If you find that the State proved beyond a reasonable doubt that the Defendant knowingly caused serious physical harm to Keaira Cooper and/or caused or attempted to cause physical harm to Keaira Cooper by means of a deadly weapon, and you find that the Defendant failed to prove by a preponderance of the evidence that she acted while under the influence of sudden passion or in a sudden fit of rage brought on by serious provocation occasioned by the victim that was reasonably sufficient to incite the Defendant into using deadly force, then you must find the Defendant guilty of felonious assault.

If you find that the State proved beyond a reasonable doubt that the Defendant knowingly caused serious physical harm to Keaira Cooper and/or caused or attempted to cause physical harm to Keaira Cooper by means of a deadly weapon, and you find that the Defendant proved the mitigating circumstance that she was under the influence of sudden passion or in a sudden fit of rage by a preponderance of the evidence, then you must find the Defendant guilty of aggravated assault.

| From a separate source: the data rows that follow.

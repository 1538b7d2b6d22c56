use serde::Serialize;
use ts_rs::TS;

/// 健康检查响应
#[derive(Debug, Serialize, TS)]
#[ts(export, export_to = "system.ts")]
pub struct HealthResponse {
    pub status: &'static str,
    pub version: &'static str,
    pub uptime_seconds: i64,
    pub queue: QueueHealth,
}

/// 队列连接概要（只输出队列名，不透出完整 URL）
#[derive(Debug, Serialize, TS)]
#[ts(export, export_to = "system.ts")]
pub struct QueueHealth {
    pub backend: &'static str,
    pub destination: String,
}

If you find that the State failed to prove that the Defendant knowingly caused serious physical harm to Keaira Cooper and/or caused or attempted to cause physical harm to Keaira Cooper by means of a deadly weapon, then you must find the Defendant not guilty of felonious assault and not guilty of aggravated assault.

If the Defendant fails to prove the mitigating circumstance by a preponderance of the evidence, the State must still prove to you beyond a reasonable doubt all the elements of the offense of felonious assault before you can find the Defendant guilty of that offense.

(Tr. 509-11.)

{¶ 33} Thus, unlike Ruppart, the trial court here did not instruct the jury that it was to consider the offense of aggravated assault only if it first found appellant not guilty of felonious assault. Moreover, a full reading of Ruppart requires a result contrary to that sought by appellant. Ruppart cites with approval language from the Ohio Jury Instructions regarding the inferior-degree offense of aggravated assault, and said language is almost verbatim to that used in the jury instructions given in the case sub judice. Therefore, we find the jury was properly instructed as to the offense of felonious assault and the inferior-degree offense of aggravated assault. As such, we do not find that the jury was presented with "confusing" verdict forms, nor that it reached inconsistent verdicts in this case.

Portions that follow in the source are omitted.